The number of functional gene loci was not significantly different between dogs and wolves for any of the three chemosensory receptors. However, SNV analysis showed that within those loci, dogs had higher ratios of nonsynonymous to synonymous substitutions in OR and T2R genes compared with wolves, suggesting less evolutionary pressure for these olfactory genes to stay unchanged and functional in dogs. This is in keeping with, and builds upon, findings from an earlier study, which concluded that dogs had fewer functional OR gene copies.4 Thus, not only has the number of OR genes in dogs decreased since the domestication from grey wolves 15,000 years ago, but the remaining genes have also accumulated more mutations. The number of OR genes in a species’ genome is closely related to size of the cribriform plate (CP) – a bony structure that forms part of the ethmoid bone found in the roof of the nasal cavity.5 The CP supports the olfactory bulb, allowing olfactory nerves to pass from the mucosa to the bulb, and so is crucial for olfaction. CP size is reduced in domestic dogs compared with wolves and the main olfactory bulb is less developed.4,6,7
Across the 121 breeds included in the SNV study, seven were classified as scent hounds according to the Fédération Cynologique Internationale; these were Alpine Dachsbracke, Basset Hound, Bavarian Hound, Beagle, Dalmatian dog, Petit Basset Griffon Vendeen and Rhodesian Ridgeback. Surprisingly, the analysis revealed that these scent hounds did not have more functional OR genes compared with several other breed groups, including sight hounds. This is contrary to the common belief that scent hounds have been selectively bred for enhanced olfactory abilities. Other studies have also found that scent hounds and other breeds are comparable in terms of relative CP size and estimated numbers of OR
genes.4,6 However, in scent detection tests scent hounds can outperform other breeds and they are widely used for roles that require olfactory performance.2 It may be that their aptitude for such roles is due to factors such as trainability, rather than substantial differences in olfactory genes and function.

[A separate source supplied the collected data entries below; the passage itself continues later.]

// ABOUTME: Shared test utilities and scripted fakes for integration tests
// ABOUTME: Provides in-memory database setup, a scripted token exchanger, and a mock marketplace
//
// SPDX-License-Identifier: MIT OR Apache-2.0
// Copyright (c) 2025 Quayside Commerce
#![allow(clippy::unwrap_used, clippy::expect_used, clippy::panic)]
#![allow(dead_code, missing_docs)]

use std::collections::{HashMap, VecDeque};
use std::sync::atomic::{AtomicU32, Ordering};
use std::sync::Arc;
use std::time::Duration;

use async_trait::async_trait;
use quayside::credentials::CredentialResolver;
use quayside::crypto::CredentialVault;
use quayside::database::Database;
use quayside::errors::{AppError, AppResult};
use quayside::marketplace::{
    CatalogItem, CatalogPage, EngagementStats, MarketplaceApi, OfferData, OfferPrice,
};
use quayside::models::TenantId;
use quayside::retry::RetryPolicy;
use quayside::token_service::{TokenExchanger, TokenGrant, TokenService};
use tokio::sync::Mutex;

pub const TEST_KEY: [u8; 32] = [42u8; 32];

/// Initialize test logging once per process; controlled by `RUST_LOG`.
pub fn init_tracing() {
    use std::sync::Once;
    static INIT: Once = Once::new();
    INIT.call_once(|| {
        let _ = tracing_subscriber::fmt()
            .with_env_filter(
                tracing_subscriber::EnvFilter::try_from_default_env()
                    .unwrap_or_else(|_| tracing_subscriber::EnvFilter::new("warn")),
            )
            .with_test_writer()
            .try_init();
    });
}

pub fn test_vault() -> Arc<CredentialVault> {
    Arc::new(CredentialVault::new(TEST_KEY.to_vec()).expect("valid test key"))
}

pub async fn test_database() -> Arc<Database> {
    Arc::new(
        Database::new("sqlite::memory:")
            .await
            .expect("Failed to create test database"),
    )
}

/// Store app credentials and a refresh token so the tenant resolves as
/// connected.
pub async fn connect_tenant(
    db: &Database,
    vault: &CredentialVault,
    tenant: TenantId,
    app_id: &str,
    app_secret: &str,
    refresh_token: &str,
) {
    let secret_blob = vault.encrypt(app_secret).expect("encrypt secret");
    db.upsert_app_credentials(tenant, app_id, &secret_blob)
        .await
        .expect("store app credentials");
    let token_blob = vault.encrypt(refresh_token).expect("encrypt refresh token");
    db.store_refresh_token(tenant, &token_blob, Some("market-user-1"))
        .await
        .expect("store refresh token");
}

/// Token exchanger that replays a script of responses.
///
/// Once the script is exhausted every further call returns the configured
/// fallback, so tests can model both one-shot and steady-state behavior.
pub struct ScriptedExchanger {
    calls: AtomicU32,
    script: Mutex<VecDeque<AppResult<TokenGrant>>>,
    fallback: AppResult<TokenGrant>,
    delay: Duration,
    // When set, the success fallback mints a distinct access token per
    // exchange rather than cloning a single pre-built grant.
    regenerate: bool,
}

impl ScriptedExchanger {
    pub fn new(script: Vec<AppResult<TokenGrant>>, fallback: AppResult<TokenGrant>) -> Self {
        Self {
            calls: AtomicU32::new(0),
            script: Mutex::new(script.into()),
            fallback,
            delay: Duration::ZERO,
            regenerate: false,
        }
    }

    /// Always succeed with a fresh grant.
    pub fn always_ok(expires_in: i64) -> Self {
        let mut this = Self::new(Vec::new(), Ok(grant(expires_in)));
        this.regenerate = true;
        this
    }

    /// Always fail with the given error.
    pub fn always_err(err: AppError) -> Self {
        Self::new(Vec::new(), Err(err))
    }

    /// Delay each exchange, widening the single-flight window.
    #[must_use]
    pub fn with_delay(mut self, delay: Duration) -> Self {
        self.delay = delay;
        self
    }

    pub fn calls(&self) -> u32 {
        self.calls.load(Ordering::SeqCst)
    }
}

#[async_trait]
impl TokenExchanger for ScriptedExchanger {
    async fn exchange(
        &self,
        _app_id: &str,
        _app_secret: &str,
        _refresh_token: &str,
    ) -> AppResult<TokenGrant> {
        self.calls.fetch_add(1, Ordering::SeqCst);
        if self.delay > Duration::ZERO {
            tokio::time::sleep(self.delay).await;
        }
        let scripted = self.script.lock().await.pop_front();
        if let Some(result) = scripted {
            return result;
        }
        match &self.fallback {
            Ok(g) if self.regenerate => Ok(TokenGrant {
                access_token: format!("access-{}", uuid::Uuid::new_v4()),
                expires_in: g.expires_in,
                token_type: g.token_type.clone(),
            }),
            other => other.clone(),
        }
    }
}

pub fn grant(expires_in: i64) -> TokenGrant {
    TokenGrant {
        access_token: format!("access-{}", uuid::Uuid::new_v4()),
        expires_in,
        token_type: "Bearer".to_owned(),
    }
}

/// Build a token service over an in-memory connected tenant.
pub async fn token_service_for(
    tenant: TenantId,
    exchanger: Arc<dyn TokenExchanger>,
) -> Arc<TokenService> {
    let db = test_database().await;
    let vault = test_vault();
    connect_tenant(&db, &vault, tenant, "app-1", "app-secret", "refresh-1").await;
    let resolver = Arc::new(CredentialResolver::new(db, vault, None));
    Arc::new(TokenService::new(
        resolver,
        exchanger,
        RetryPolicy::new(3, Duration::from_millis(1), Duration::from_millis(5)),
        chrono::Duration::seconds(60),
    ))
}

pub fn catalog_item(sku: &str, item_id: &str, title: &str) -> CatalogItem {
    CatalogItem {
        sku: sku.to_owned(),
        item_id: item_id.to_owned(),
        title: title.to_owned(),
        description: format!("{title} description"),
        image_urls: vec![format!("https://img.example.com/{sku}.jpg")],
        quantity: 5,
        condition: "NEW".to_owned(),
        category: "collectibles".to_owned(),
    }
}

pub fn offer(sku: &str, listing_id: &str, price: &str) -> OfferData {
    OfferData {
        offer_id: format!("offer-{sku}"),
        sku: sku.to_owned(),
        listing_id: listing_id.to_owned(),
        price: OfferPrice {
            value: price.to_owned(),
            currency: "EUR".to_owned(),
        },
        status: "PUBLISHED".to_owned(),
        marketplace_id: "SITE_DE".to_owned(),
    }
}

/// Scripted marketplace covering all three API surfaces.
pub struct MockMarketplace {
    pub items: Vec<CatalogItem>,
    pub catalog_error: Option<AppError>,
    /// Per-SKU offer outcomes; SKUs absent from the map resolve to no offer.
    pub offers: HashMap<String, AppResult<Option<OfferData>>>,
    /// Per-SKU artificial latency, for exercising completion-order effects.
    pub offer_delays: HashMap<String, Duration>,
    pub stats: AppResult<HashMap<String, EngagementStats>>,
    pub catalog_calls: AtomicU32,
    pub offer_calls: AtomicU32,
    pub stats_calls: AtomicU32,
}

impl MockMarketplace {
    pub fn new(items: Vec<CatalogItem>) -> Self {
        Self {
            items,
            catalog_error: None,
            offers: HashMap::new(),
            offer_delays: HashMap::new(),
            stats: Ok(HashMap::new()),
            catalog_calls: AtomicU32::new(0),
            offer_calls: AtomicU32::new(0),
            stats_calls: AtomicU32::new(0),
        }
    }

    #[must_use]
    pub fn with_offer(mut self, sku: &str, outcome: AppResult<Option<OfferData>>) -> Self {
        self.offers.insert(sku.to_owned(), outcome);
        self
    }

    #[must_use]
    pub fn with_offer_delay(mut self, sku: &str, delay: Duration) -> Self {
        self.offer_delays.insert(sku.to_owned(), delay);
        self
    }

    #[must_use]
    pub fn with_stats(mut self, stats: AppResult<HashMap<String, EngagementStats>>) -> Self {
        self.stats = stats;
        self
    }

    #[must_use]
    pub fn with_catalog_error(mut self, err: AppError) -> Self {
        self.catalog_error = Some(err);
        self
    }
}

#[async_trait]
impl MarketplaceApi for MockMarketplace {
    async fn fetch_catalog_page(
        &self,
        _tenant_id: TenantId,
        offset: u32,
        limit: u32,
    ) -> AppResult<CatalogPage> {
        self.catalog_calls.fetch_add(1, Ordering::SeqCst);
        if let Some(err) = &self.catalog_error {
            return Err(err.clone());
        }
        let start = offset as usize;
        let end = (start + limit as usize).min(self.items.len());
        let items = if start >= self.items.len() {
            Vec::new()
        } else {
            self.items[start..end].to_vec()
        };
        Ok(CatalogPage {
            items,
            total: self.items.len() as u32,
        })
    }

    async fn fetch_offer(&self, _tenant_id: TenantId, sku: &str) -> AppResult<Option<OfferData>> {
        self.offer_calls.fetch_add(1, Ordering::SeqCst);
        if let Some(delay) = self.offer_delays.get(sku) {
            tokio::time::sleep(*delay).await;
        }
        self.offers
            .get(sku)
            .cloned()
            .unwrap_or(Ok(None))
    }

    async fn fetch_bulk_statistics(
        &self,
        _tenant_id: TenantId,
        _listing_ids: &[String],
    ) -> AppResult<HashMap<String, EngagementStats>> {
        self.stats_calls.fetch_add(1, Ordering::SeqCst);
        self.stats.clone()
    }
}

While scent hounds are commonly believed to have superior sense of smell, brachycephalic dogs are not generally associated with such skills.2 Accordingly, in SNV analyses, Pugs had the fewest functional OR gene loci or unique functional OR genes compared with all other breeds with 10 or more samples. Pugs also showed a significantly higher nonsynonymous to synonymous substitution ratio than other breeds. This suggests that the functional OR gene repertoire has degenerated in the Pug lineage and that selective pressure to maintain functional OR genes is relaxed. Thus, not only are Pugs brachycephalic, which can affect olfaction, but their sensory genome has also been eroded. While this is consistent with the existing view that Pugs have reduced sense of smell, there are data showing that Pugs can do well in olfaction tests.3 Again, this may be due to other characteristics such as behavioural motivation.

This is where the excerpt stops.